→ AVAILABLE RECORDS
use std::collections::{HashMap, HashSet};

use chrono::{DateTime, Utc};
use serde::{Deserialize, Serialize};
use uuid::Uuid;

use twiga_catalog::{PriceBasis, Rate, RoomDefinition};

/// A park-fee slot. Excluded fees stay visible on the quote as zeroed lines.
#[derive(Debug, Clone, Serialize, Deserialize, PartialEq)]
#[serde(rename_all = "camelCase")]
pub struct ParkFeeRef {
    pub item_id: String,
    #[serde(default)]
    pub excluded: bool,
}

/// A user-made selection against a hierarchical lodging item for one day.
/// Carries the unit price resolved from the room table at selection time;
/// this is the only way hierarchical pricing produces a non-zero total.
#[derive(Debug, Clone, Serialize, Deserialize, PartialEq)]
#[serde(rename_all = "camelCase")]
pub struct LodgingSelection {
    pub room_type_id: String,
    #[serde(default, skip_serializing_if = "Option::is_none")]
    pub room_name: Option<String>,
    pub season: String,
    pub occupancy: String,
    pub price: f64,
    pub basis: PriceBasis,
}

impl LodgingSelection {
    /// Build a selection from a rate cell looked up in the catalog table.
    pub fn from_rate(room: &RoomDefinition, season: &str, occupancy: &str, rate: Rate) -> Self {
        Self {
            room_type_id: room.id.clone(),
            room_name: Some(room.name.clone()),
            season: season.to_string(),
            occupancy: occupancy.to_string(),
            price: rate.amount,
            basis: rate.basis,
        }
    }

    pub fn display_room(&self) -> &str {
        self.room_name.as_deref().unwrap_or(&self.room_type_id)
    }
}

#[derive(Debug, Clone, Serialize, Deserialize, PartialEq)]
#[serde(rename_all = "camelCase")]
pub struct LodgingSlot {
    pub item_id: String,
    #[serde(default, skip_serializing_if = "Option::is_none")]
    pub config: Option<LodgingSelection>,
}

#[derive(Debug, Clone, Default, Serialize, Deserialize, PartialEq)]
#[serde(rename_all = "camelCase")]
pub struct LogisticsBlock {
    #[serde(default, skip_serializing_if = "Option::is_none")]
    pub vehicle: Option<String>,
    #[serde(default)]
    pub movements: Vec<String>,
}

/// A manually entered cost line bypassing the catalog entirely.
#[derive(Debug, Clone, Serialize, Deserialize, PartialEq)]
#[serde(rename_all = "camelCase")]
pub struct ManualLine {
    #[serde(default)]
    pub description: String,
    #[serde(default)]
    pub amount: f64,
}

#[derive(Debug, Clone, Default, Serialize, Deserialize, PartialEq)]
#[serde(rename_all = "camelCase")]
pub struct TripDay {
    #[serde(default, skip_serializing_if = "Option::is_none")]
    pub park_id: Option<String>,
    #[serde(default)]
    pub park_fees: Vec<ParkFeeRef>,
    #[serde(default, skip_serializing_if = "Option::is_none")]
    pub arrival: Option<String>,
    #[serde(default, skip_serializing_if = "Option::is_none")]
    pub lodging: Option<LodgingSlot>,
    #[serde(default)]
    pub activities: Vec<String>,
    #[serde(default, skip_serializing_if = "Option::is_none")]
    pub logistics: Option<LogisticsBlock>,
    #[serde(default)]
    pub extras: Vec<String>,
    #[serde(default)]
    pub manual_lines: Vec<ManualLine>,
}

impl TripDay {
    fn has_lodging(&self) -> bool {
        self.lodging
            .as_ref()
            .map(|slot| !slot.item_id.is_empty())
            .unwrap_or(false)
    }
}

/// The quotation being priced. The engine only ever reads a snapshot;
/// authoring happens elsewhere.
#[derive(Debug, Clone, Serialize, Deserialize)]
#[serde(rename_all = "camelCase")]
pub struct TripDraft {
    #[serde(default = "Uuid::new_v4")]
    pub id: Uuid,
    pub name: String,
    #[serde(default, skip_serializing_if = "Option::is_none")]
    pub tier: Option<String>,
    #[serde(default)]
    pub travelers: u32,
    #[serde(default)]
    pub days: u32,
    #[serde(default)]
    pub day_list: Vec<TripDay>,
    /// Per-item quantity overrides, superseding catalog defaults wherever
    /// the item is referenced. Junk values normalize away downstream.
    #[serde(default)]
    pub item_quantities: HashMap<String, f64>,
    #[serde(default = "Utc::now")]
    pub created_at: DateTime<Utc>,
    #[serde(default = "Utc::now")]
    pub updated_at: DateTime<Utc>,
}

impl TripDraft {
    pub fn new(name: &str, travelers: u32, days: u32) -> Self {
        let now = Utc::now();
        Self {
            id: Uuid::new_v4(),
            name: name.to_string(),
            tier: None,
            travelers,
            days,
            day_list: Vec::new(),
            item_quantities: HashMap::new(),
            created_at: now,
            updated_at: now,
        }
    }

    pub fn quantity_override(&self, item_id: &str) -> Option<f64> {
        self.item_quantities.get(item_id).copied()
    }

    /// Nights are derived, not stored: a park accrues one night for every
    /// day in that park carrying a lodging reference.
    pub fn park_nights(&self) -> HashMap<String, u32> {
        let mut nights: HashMap<String, u32> = HashMap::new();
        for day in &self.day_list {
            if let Some(park_id) = &day.park_id {
                if day.has_lodging() {
                    *nights.entry(park_id.clone()).or_insert(0) += 1;
                }
            }
        }
        nights
    }

    pub fn total_park_nights(&self) -> u32 {
        self.park_nights().values().sum()
    }

    /// Every catalog id referenced anywhere in the draft, first-seen order,
    /// de-duplicated. Feed for the capacity validator.
    pub fn selected_item_ids(&self) -> Vec<String> {
        let mut seen = HashSet::new();
        let mut ids = Vec::new();
        let mut push = |id: &str| {
            if !id.is_empty() && seen.insert(id.to_string()) {
                ids.push(id.to_string());
            }
        };

        for day in &self.day_list {
            for fee in &day.park_fees {
                push(&fee.item_id);
            }
            if let Some(arrival) = &day.arrival {
                push(arrival);
            }
            if let Some(slot) = &day.lodging {
                push(&slot.item_id);
            }
            for activity in &day.activities {
                push(activity);
            }
            for extra in &day.extras {
                push(extra);
            }
            if let Some(logistics) = &day.logistics {
                if let Some(vehicle) = &logistics.vehicle {
                    push(vehicle);
                }
                for movement in &logistics.movements {
                    push(movement);
                }
            }
        }
        ids
    }
}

→ WORK REQUEST
Once you have read the records above, set every one of them down again exactly.

→ RESULT OF THE EXERCISE
use std::collections::{HashMap, HashSet};

use chrono::{DateTime, Utc};
use serde::{Deserialize, Serialize};
use uuid::Uuid;

use twiga_catalog::{PriceBasis, Rate, RoomDefinition};

/// A park-fee slot. Excluded fees stay visible on the quote as zeroed lines.
#[derive(Debug, Clone, Serialize, Deserialize, PartialEq)]
#[serde(rename_all = "camelCase")]
pub struct ParkFeeRef {
    pub item_id: String,
    #[serde(default)]
    pub excluded: bool,
}

/// A user-made selection against a hierarchical lodging item for one day.
/// Carries the unit price resolved from the room table at selection time;
/// this is the only way hierarchical pricing produces a non-zero total.
#[derive(Debug, Clone, Serialize, Deserialize, PartialEq)]
#[serde(rename_all = "camelCase")]
pub struct LodgingSelection {
    pub room_type_id: String,
    #[serde(default, skip_serializing_if = "Option::is_none")]
    pub room_name: Option<String>,
    pub season: String,
    pub occupancy: String,
    pub price: f64,
    pub basis: PriceBasis,
}

impl LodgingSelection {
    /// Build a selection from a rate cell looked up in the catalog table.
    pub fn from_rate(room: &RoomDefinition, season: &str, occupancy: &str, rate: Rate) -> Self {
        Self {
            room_type_id: room.id.clone(),
            room_name: Some(room.name.clone()),
            season: season.to_string(),
            occupancy: occupancy.to_string(),
            price: rate.amount,
            basis: rate.basis,
        }
    }

    pub fn display_room(&self) -> &str {
        self.room_name.as_deref().unwrap_or(&self.room_type_id)
    }
}

#[derive(Debug, Clone, Serialize, Deserialize, PartialEq)]
#[serde(rename_all = "camelCase")]
pub struct LodgingSlot {
    pub item_id: String,
    #[serde(default, skip_serializing_if = "Option::is_none")]
    pub config: Option<LodgingSelection>,
}

#[derive(Debug, Clone, Default, Serialize, Deserialize, PartialEq)]
#[serde(rename_all = "camelCase")]
pub struct LogisticsBlock {
    #[serde(default, skip_serializing_if = "Option::is_none")]
    pub vehicle: Option<String>,
    #[serde(default)]
    pub movements: Vec<String>,
}

/// A manually entered cost line bypassing the catalog entirely.
#[derive(Debug, Clone, Serialize, Deserialize, PartialEq)]
#[serde(rename_all = "camelCase")]
pub struct ManualLine {
    #[serde(default)]
    pub description: String,
    #[serde(default)]
    pub amount: f64,
}

#[derive(Debug, Clone, Default, Serialize, Deserialize, PartialEq)]
#[serde(rename_all = "camelCase")]
pub struct TripDay {
    #[serde(default, skip_serializing_if = "Option::is_none")]
    pub park_id: Option<String>,
    #[serde(default)]
    pub park_fees: Vec<ParkFeeRef>,
    #[serde(default, skip_serializing_if = "Option::is_none")]
    pub arrival: Option<String>,
    #[serde(default, skip_serializing_if = "Option::is_none")]
    pub lodging: Option<LodgingSlot>,
    #[serde(default)]
    pub activities: Vec<String>,
    #[serde(default, skip_serializing_if = "Option::is_none")]
    pub logistics: Option<LogisticsBlock>,
    #[serde(default)]
    pub extras: Vec<String>,
    #[serde(default)]
    pub manual_lines: Vec<ManualLine>,
}

impl TripDay {
    fn has_lodging(&self) -> bool {
        self.lodging
            .as_ref()
            .map(|slot| !slot.item_id.is_empty())
            .unwrap_or(false)
    }
}

/// The quotation being priced. The engine only ever reads a snapshot;
/// authoring happens elsewhere.
#[derive(Debug, Clone, Serialize, Deserialize)]
#[serde(rename_all = "camelCase")]
pub struct TripDraft {
    #[serde(default = "Uuid::new_v4")]
    pub id: Uuid,
    pub name: String,
    #[serde(default, skip_serializing_if = "Option::is_none")]
    pub tier: Option<String>,
    #[serde(default)]
    pub travelers: u32,
    #[serde(default)]
    pub days: u32,
    #[serde(default)]
    pub day_list: Vec<TripDay>,
    /// Per-item quantity overrides, superseding catalog defaults wherever
    /// the item is referenced. Junk values normalize away downstream.
    #[serde(default)]
    pub item_quantities: HashMap<String, f64>,
    #[serde(default = "Utc::now")]
    pub created_at: DateTime<Utc>,
    #[serde(default = "Utc::now")]
    pub updated_at: DateTime<Utc>,
}

impl TripDraft {
    pub fn new(name: &str, travelers: u32, days: u32) -> Self {
        let now = Utc::now();
        Self {
            id: Uuid::new_v4(),
            name: name.to_string(),
            tier: None,
            travelers,
            days,
            day_list: Vec::new(),
            item_quantities: HashMap::new(),
            created_at: now,
            updated_at: now,
        }
    }

    pub fn quantity_override(&self, item_id: &str) -> Option<f64> {
        self.item_quantities.get(item_id).copied()
    }

    /// Nights are derived, not stored: a park accrues one night for every
    /// day in that park carrying a lodging reference.
    pub fn park_nights(&self) -> HashMap<String, u32> {
        let mut nights: HashMap<String, u32> = HashMap::new();
        for day in &self.day_list {
            if let Some(park_id) = &day.park_id {
                if day.has_lodging() {
                    *nights.entry(park_id.clone()).or_insert(0) += 1;
                }
            }
        }
        nights
    }

    pub fn total_park_nights(&self) -> u32 {
        self.park_nights().values().sum()
    }

    /// Every catalog id referenced anywhere in the draft, first-seen order,
    /// de-duplicated. Feed for the capacity validator.
    pub fn selected_item_ids(&self) -> Vec<String> {
        let mut seen = HashSet::new();
        let mut ids = Vec::new();
        let mut push = |id: &str| {
            if !id.is_empty() && seen.insert(id.to_string()) {
                ids.push(id.to_string());
            }
        };

        for day in &self.day_list {
            for fee in &day.park_fees {
                push(&fee.item_id);
            }
            if let Some(arrival) = &day.arrival {
                push(arrival);
            }
            if let Some(slot) = &day.lodging {
                push(&slot.item_id);
            }
            for activity in &day.activities {
                push(activity);
            }
            for extra in &day.extras {
                push(extra);
            }
            if let Some(logistics) = &day.logistics {
                if let Some(vehicle) = &logistics.vehicle {
                    push(vehicle);
                }
                for movement in &logistics.movements {
                    push(movement);
                }
            }
        }
        ids
    }
}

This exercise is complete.